Un Réunionnais en partance pour Paris interpellé à Gillot avec 32.000 euros dans ses chaussettes

Arrêté à l’aéroport alors qu’il s’apprêtait à prendre un vol pour Paris, Grégory M. transportait 32 000 euros dissimulés dans ses chaussettes, une somme liée à un trafic de stupéfiants. Revendeur d’ecstasy, de skunk et de cocaïne, l'analyse de son téléphone portable a permis d'autres découvertes.
Arrêté le 6 février 2025, Grégory M, né en 1991 dans le chef-lieu, comparaissait ce mercredi à Champ-Fleuri pour des faits de transport de cocaïne, cannabis et ecstasy. L'affaire a commencé lors d'un contrôle à l'aéroport alors qu'il s'apprêtait à prendre un vol pour Paris. Les agents ont découvert 32.000 euros dissimulés dans ses chaussettes, une somme qui a réagi positivement au test de cocaïne.

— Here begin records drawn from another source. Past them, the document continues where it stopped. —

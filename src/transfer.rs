//! JSON export and import of the whole snapshot.

use std::path::{Path, PathBuf};

use chrono::{DateTime, NaiveDate, Utc};
use serde::{Deserialize, Serialize};

use crate::error::{Error, Result};
use crate::models::{RoutineTask, Snapshot, StreakState, Task};
use crate::storage::write_atomic;
use crate::streak;

/// Version written to export files.
pub const EXPORT_VERSION: &str = "1.0";

/// Export file layout.
#[derive(Serialize, Deserialize, Debug, Clone)]
#[serde(rename_all = "camelCase")]
pub struct ExportFile {
    pub tasks: Vec<Task>,
    pub streak_data: StreakState,
    pub routine_tasks: Vec<RoutineTask>,
    pub export_date: DateTime<Utc>,
    pub version: String,
}

/// Data read from an import file. Streak and routine are optional.
#[derive(Deserialize, Debug, Clone)]
#[serde(rename_all = "camelCase")]
pub struct ImportedData {
    pub tasks: Vec<Task>,
    #[serde(default)]
    pub streak_data: Option<StreakState>,
    #[serde(default)]
    pub routine_tasks: Option<Vec<RoutineTask>>,
}

pub fn export(snapshot: &Snapshot, now: DateTime<Utc>) -> ExportFile {
    ExportFile {
        tasks: snapshot.tasks.clone(),
        streak_data: snapshot.streak.clone(),
        routine_tasks: snapshot.routine_tasks.clone(),
        export_date: now,
        version: EXPORT_VERSION.to_string(),
    }
}

/// File name used when no output path is given.
pub fn default_export_name(today: NaiveDate) -> PathBuf {
    PathBuf::from(format!("streakust-backup-{}.json", today.format("%Y-%m-%d")))
}

pub fn write_export(path: &Path, file: &ExportFile) -> Result<()> {
    let s = serde_json::to_string_pretty(file)?;
    write_atomic(path, s.as_bytes())
}

/// Parses an import file.
///
/// The document must hold a `tasks` array; anything else is a format error.
pub fn parse_import(raw: &str) -> Result<ImportedData> {
    let value: serde_json::Value =
        serde_json::from_str(raw).map_err(|e| Error::Format(format!("not valid JSON: {}", e)))?;
    match value.get("tasks") {
        Some(serde_json::Value::Array(_)) => {}
        Some(_) => return Err(Error::Format("`tasks` must be an array".to_string())),
        None => return Err(Error::Format("missing `tasks`".to_string())),
    }
    serde_json::from_value(value).map_err(|e| Error::Format(e.to_string()))
}

pub fn read_import(path: &Path) -> Result<ImportedData> {
    let raw = std::fs::read_to_string(path)?;
    parse_import(&raw)
}

/// Replaces the snapshot with imported data. Streak and routine are only
/// replaced when the file carries them.
pub fn apply_import(snapshot: &mut Snapshot, imported: ImportedData) {
    snapshot.tasks = imported.tasks;
    if let Some(streak_data) = imported.streak_data {
        snapshot.streak = streak_data;
    }
    if let Some(routine) = imported.routine_tasks {
        snapshot.routine_tasks = routine;
    }
    streak::recompute(&mut snapshot.streak);
}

Une activité lucrative et bien ancrée
Grégory M. admet que cette somme était destinée à son fournisseur. D'après l'enquête, il revend principalement de l’ecstasy, complétant avec de la skunk et de la cocaïne sur demande spéciale. Ses revenus oscillent entre 2.500 et 5.000 euros par mois. L'exploitation de ses téléphones a permis aux enquêteurs de remonter son activité à juillet 2023. Les photos retrouvées montrent des liasses de billets et divers produits stupéfiants. Le prévenu a utilisé ses gains pour financer une voiture estimée entre 14.000 et 17.000 euros et une trottinette à 2.500 euros, sans qu'aucun paiement de loyer ne soit relevé sur ses comptes.
Une mission de convoyage douteuse
D'abord réticent à admettre l'origine de l'argent, il déclare avoir été contacté via Snapchat par deux individus inconnus qui lui ont proposé un transport en échange de 1.500 euros et d'un billet d'avion payé en espèces. Il affirme avoir accepté par nécessité, sans en connaître l'origine. Cependant, il finit par reconnaître son implication dans le trafic de drogues lors de ses auditions. Il décrit un circuit d'approvisionnement via Snapchat et Telegram, achetant des cachets à 7 euros pour les revendre à 10 euros.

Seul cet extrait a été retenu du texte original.